The word "failed" marks the lines to copy; find all of them in the entries below.
Source material below:
impl ProxySession {
    pub fn new(
        app: &str,
        host: Arc<dyn HostContext>,
        supervisor: Arc<ProcessSupervisor>,
    ) -> Arc<Self> {
        let options = supervisor.forward_options(app).unwrap_or_default();
        let (abort, _) = watch::channel(false);
        Arc::new(Self {
            app: app.to_string(),
            request_id: uuid::Uuid::new_v4().to_string(),
            host,
            supervisor,
            options,
            control: Mutex::new(Control {
                phase: SessionPhase::Start,
                http_handle_open: false,
                websocket_handle_open: false,
            }),
            outstanding_ops: AtomicUsize::new(0),
            request_bytes: AtomicU64::new(0),
            response_bytes: AtomicU64::new(0),
            has_error: AtomicBool::new(false),
            client_disconnected: AtomicBool::new(false),
            response_headers_sent: AtomicBool::new(false),
            finish_posted: AtomicBool::new(false),
            disconnect_registered: AtomicBool::new(false),
            abort,
        })
    }

    pub fn request_id(&self) -> &str {
        &self.request_id
    }

    pub fn phase(&self) -> SessionPhase {
        self.control.lock().phase
    }

    pub fn outstanding_ops(&self) -> usize {
        self.outstanding_ops.load(Ordering::SeqCst)
    }

    pub fn request_bytes(&self) -> u64 {
        self.request_bytes.load(Ordering::SeqCst)
    }

    pub fn response_bytes(&self) -> u64 {
        self.response_bytes.load(Ordering::SeqCst)
    }

    pub fn has_error(&self) -> bool {
        self.has_error.load(Ordering::SeqCst)
    }

    pub fn is_finished(&self) -> bool {
        self.finish_posted.load(Ordering::SeqCst)
    }

    /// Start forwarding. The returned task ends when the HTTP exchange is
    /// over; a WebSocket relay may outlive it.
    pub fn begin(self: &Arc<Self>) -> JoinHandle<()> {
        let weak = Arc::downgrade(self);
        self.disconnect_registered.store(true, Ordering::SeqCst);
        self.host.register_disconnect_callback(Arc::new(move || {
            if let Some(session) = weak.upgrade() {
                session.on_client_disconnect();
            }
        }));

        let session = Arc::clone(self);
        tokio::spawn(async move { session.run().await })
    }

    async fn run(self: Arc<Self>) {
        if let Err(err) = self.forward().await {
            self.fail(err).await;
        }

        let mut control = self.control.lock();
        if control.phase != SessionPhase::ReceivedWebSocketResponse {
            control.phase = SessionPhase::Done;
        }
        control.http_handle_open = false;
        self.try_finish(Some(&mut *control));
    }

    async fn forward(self: &Arc<Self>) -> Result<(), ForwardError> {
        if !self.host.is_client_connected() {
            return Err(ForwardError::ClientDisconnected);
        }
        self.set_phase(SessionPhase::SendingRequest);

        let lease = self.op(self.supervisor.get_or_start(&self.app)).await?;
        let port = lease.snapshot().port;

        let inbound = self.host.request_headers();
        let websocket = self.options.websocket_enabled && is_websocket_request(&inbound);
        let head = RequestHead {
            method: self.host.method().to_string(),
            target: self.host.path_and_query().to_string(),
            headers: forward_request_headers(
                self.host.as_ref(),
                &self.options,
                &lease.snapshot().token,
                websocket,
            ),
        };

        let mut channel = self
            .op(BackendConnectionChannel::connect(port, self.options.request_timeout))
            .await?;
        self.with_control(None, |c| c.http_handle_open = true);
        debug!(
            app = %self.app,
            request_id = %self.request_id,
            method = %head.method,
            target = %head.target,
            port,
            "Forwarding request"
        );

        self.op(channel.send_head(&head)).await?;
        if channel.request_has_body() {
            self.send_request_body(&mut channel).await?;
        }
        self.op(channel.finish_body()).await?;

        self.set_phase(SessionPhase::ReceivingResponse);
        let is_head = head.method.eq_ignore_ascii_case("HEAD");
        let response = self.op(channel.receive_head(is_head)).await?;
        debug!(
            app = %self.app,
            request_id = %self.request_id,
            status = response.status,
            "Received response head"
        );

        if response.status == 101 && !websocket {
            return Err(crate::error::ChannelError::InvalidResponse(
                "101 response to a request without an upgrade".to_string(),
            )
            .into());
        }

        let inbound_host = self.host.request_header("host");
        apply_response_head(
            self.host.as_ref(),
            &response,
            &self.options,
            inbound_host.as_deref(),
        );

        if response.status == 101 {
            return self.start_websocket(channel, lease).await;
        }

        self.stream_response(&mut channel).await
    }

    async fn send_request_body(
        &self,
        channel: &mut BackendConnectionChannel,
    ) -> Result<(), ForwardError> {
        let mut buf = vec![0u8; BUFFER_SIZE];
        loop {
            let n = self
                .op(async {
                    match self.host.read_body(&mut buf).await {
                        Ok(n) => Ok(n),
                        // A body cut short still ends the request
                        Err(e) if e.kind() == std::io::ErrorKind::UnexpectedEof => Ok(0),
                        Err(e) => Err(ForwardError::Client(e.to_string())),
                    }
                })
                .await?;
            if n == 0 {
                return Ok(());
            }
            self.request_bytes.fetch_add(n as u64, Ordering::SeqCst);
            self.op(channel.send_body(&buf[..n])).await?;
        }
    }

    /// Relay the response body. Reads are never larger than
    /// [`BUFFER_SIZE`]; with a minimum buffer below half of it every read is
    /// flushed, otherwise reads accumulate until the minimum is reached.
    async fn stream_response(
        &self,
        channel: &mut BackendConnectionChannel,
    ) -> Result<(), ForwardError> {
        let threshold = self.options.min_response_buffer;
        let buffering = threshold >= BUFFER_SIZE / 2;
        let mut chunk = vec![0u8; BUFFER_SIZE];
        let mut pending = Vec::new();

        loop {
            if self.op(channel.data_available()).await? == 0 {
                break;
            }
            let n = self.op(channel.read_data(&mut chunk)).await?;
            if n == 0 {
                break;
            }
            self.response_bytes.fetch_add(n as u64, Ordering::SeqCst);

            if buffering {
                pending.extend_from_slice(&chunk[..n]);
                if pending.len() >= threshold {
                    self.send_to_host(std::mem::take(&mut pending)).await?;
                }
            } else {
                self.send_to_host(chunk[..n].to_vec()).await?;
            }
        }

        if !pending.is_empty() {
            self.send_to_host(pending).await?;
        }
        Ok(())
    }

    async fn send_to_host(&self, data: Vec<u8>) -> Result<(), ForwardError> {
        self.response_headers_sent.store(true, Ordering::SeqCst);
        self.op(async {
            self.host
                .write_chunk(Bytes::from(data))
                .await
                .map_err(|_| ForwardError::ClientDisconnected)
        })
        .await?;
        self.flush_host().await
    }

    async fn flush_host(&self) -> Result<(), ForwardError> {
        self.op(async {
            self.host
                .flush()
                .await
                .map_err(|_| ForwardError::ClientDisconnected)
        })
        .await
    }

    async fn start_websocket(
        self: &Arc<Self>,
        channel: BackendConnectionChannel,
        lease: ProcessLease,
    ) -> Result<(), ForwardError> {
        self.set_phase(SessionPhase::ReceivedWebSocketResponse);
        self.response_headers_sent.store(true, Ordering::SeqCst);
        self.flush_host().await?;

        let client = self
            .op(async {
                self.host
                    .upgrade()
                    .await
                    .map_err(|_| ForwardError::ClientDisconnected)
            })
            .await?;
        let (backend, leftover) = channel.into_upgraded();

        self.with_control(None, |c| c.websocket_handle_open = true);
        info!(app = %self.app, request_id = %self.request_id, "WebSocket upgraded");

        let session = Arc::clone(self);
        tokio::spawn(async move {
            let _lease = lease;
            match relay(client, backend, leftover).await {
                Ok(outcome) => debug!(
                    app = %session.app,
                    request_id = %session.request_id,
                    closed_by = ?outcome.closed_by,
                    bytes = outcome.bytes,
                    "WebSocket closed"
                ),
                Err(e) => debug!(
                    app = %session.app,
                    request_id = %session.request_id,
                    error = %e,
                    "WebSocket relay failed"
                ),
            }
            session.close_websocket_handle();
        });
        Ok(())
    }

    /// Run one backend or host operation, counted as outstanding and
    /// abandoned if the client disconnects first
    async fn op<T, E, F>(&self, fut: F) -> Result<T, ForwardError>
    where
        F: Future<Output = Result<T, E>>,
        E: Into<ForwardError>,
    {
        let _outstanding = OutstandingOp::new(&self.outstanding_ops);
        let mut abort = self.abort.subscribe();
        let aborted = async move {
            let _ = abort.wait_for(|aborted| *aborted).await;
        };

        tokio::select! {
            biased;
            _ = aborted => Err(ForwardError::ClientDisconnected),
            result = fut => {
                let value = match result {
                    Ok(value) => value,
                    Err(e) => return Err(e.into()),
                };
                if self.client_disconnected.load(Ordering::SeqCst) {
                    return Err(ForwardError::ClientDisconnected);
                }
                Ok(value)
            }
        }
    }

    /// Record the first failure and report it to the host
    async fn fail(&self, err: ForwardError) {
        if self
            .has_error
            .compare_exchange(false, true, Ordering::SeqCst, Ordering::SeqCst)
            .is_err()
        {
            return;
        }
        self.set_phase(SessionPhase::Done);

        if matches!(err, ForwardError::ClientDisconnected)
            || self.client_disconnected.load(Ordering::SeqCst)
        {
            debug!(app = %self.app, request_id = %self.request_id, "Client disconnected");
            return;
        }

        if self.response_headers_sent.load(Ordering::SeqCst) {
            warn!(
                app = %self.app,
                request_id = %self.request_id,
                error = %err,
                "Forwarding failed after the response started; resetting client connection"
            );
            self.host.reset_connection();
            return;
        }

        let Some((code, reason)) = err.status() else {
            return;
        };
        if err.is_client_side() {
            debug!(app = %self.app, request_id = %self.request_id, error = %err, "Bad request");
        } else {
            warn!(app = %self.app, request_id = %self.request_id, error = %err, status = code, "Forwarding failed");
        }

        self.host.set_status(code, reason);
        self.host.delete_response_header("Content-Length");
        self.host.delete_response_header("Transfer-Encoding");

        if let ForwardError::Startup(ref cause) = err {
            if !self.options.disable_startup_error_page {
                let page = startup_error_page(&self.app, &cause.to_string());
                self.host
                    .set_response_header("Content-Type", "text/html; charset=utf-8", true);
                let _ = self.host.write_chunk(Bytes::from(page)).await;
            }
        }
    }

    fn on_client_disconnect(&self) {
        if self.client_disconnected.swap(true, Ordering::SeqCst) {
            return;
        }
        debug!(app = %self.app, request_id = %self.request_id, "Client went away");
        self.abort.send_replace(true);
        if self.disconnect_registered.swap(false, Ordering::SeqCst) {
            self.host.unregister_disconnect_callback();
        }
    }

    fn close_websocket_handle(&self) {
        let mut control = self.control.lock();
        control.websocket_handle_open = false;
        control.phase = SessionPhase::Done;
        self.try_finish(Some(&mut *control));
    }

    fn set_phase(&self, phase: SessionPhase) {
        self.with_control(None, |c| {
            if c.phase != SessionPhase::Done {
                c.phase = phase;
            }
        });
    }

    /// Use the control block, locking it unless the caller already holds it
    fn with_control<R>(&self, held: Option<&mut Control>, f: impl FnOnce(&mut Control) -> R) -> R {
        match held {
            Some(control) => f(control),
            None => f(&mut *self.control.lock()),
        }
    }

    /// Post completion once the session is done and no handle is open
    fn try_finish(&self, held: Option<&mut Control>) {
        let ready = self.with_control(held, |c| {
            c.phase == SessionPhase::Done && !c.http_handle_open && !c.websocket_handle_open
        });
        if !ready {
            return;
        }
        if self
            .finish_posted
            .compare_exchange(false, true, Ordering::SeqCst, Ordering::SeqCst)
            .is_err()
        {
            return;
        }

        if self.disconnect_registered.swap(false, Ordering::SeqCst) {
            self.host.unregister_disconnect_callback();
        }
        debug!(
            app = %self.app,
            request_id = %self.request_id,
            request_bytes = self.request_bytes(),
            response_bytes = self.response_bytes(),
            failed = self.has_error(),
            "Request complete"
        );
        self.host.post_completion();
    }
}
End of Source material.
__Result of the task__.
                    "WebSocket relay failed"
                "Forwarding failed after the response started; resetting client connection"
            warn!(app = %self.app, request_id = %self.request_id, error = %err, status = code, "Forwarding failed");
            failed = self.has_error(),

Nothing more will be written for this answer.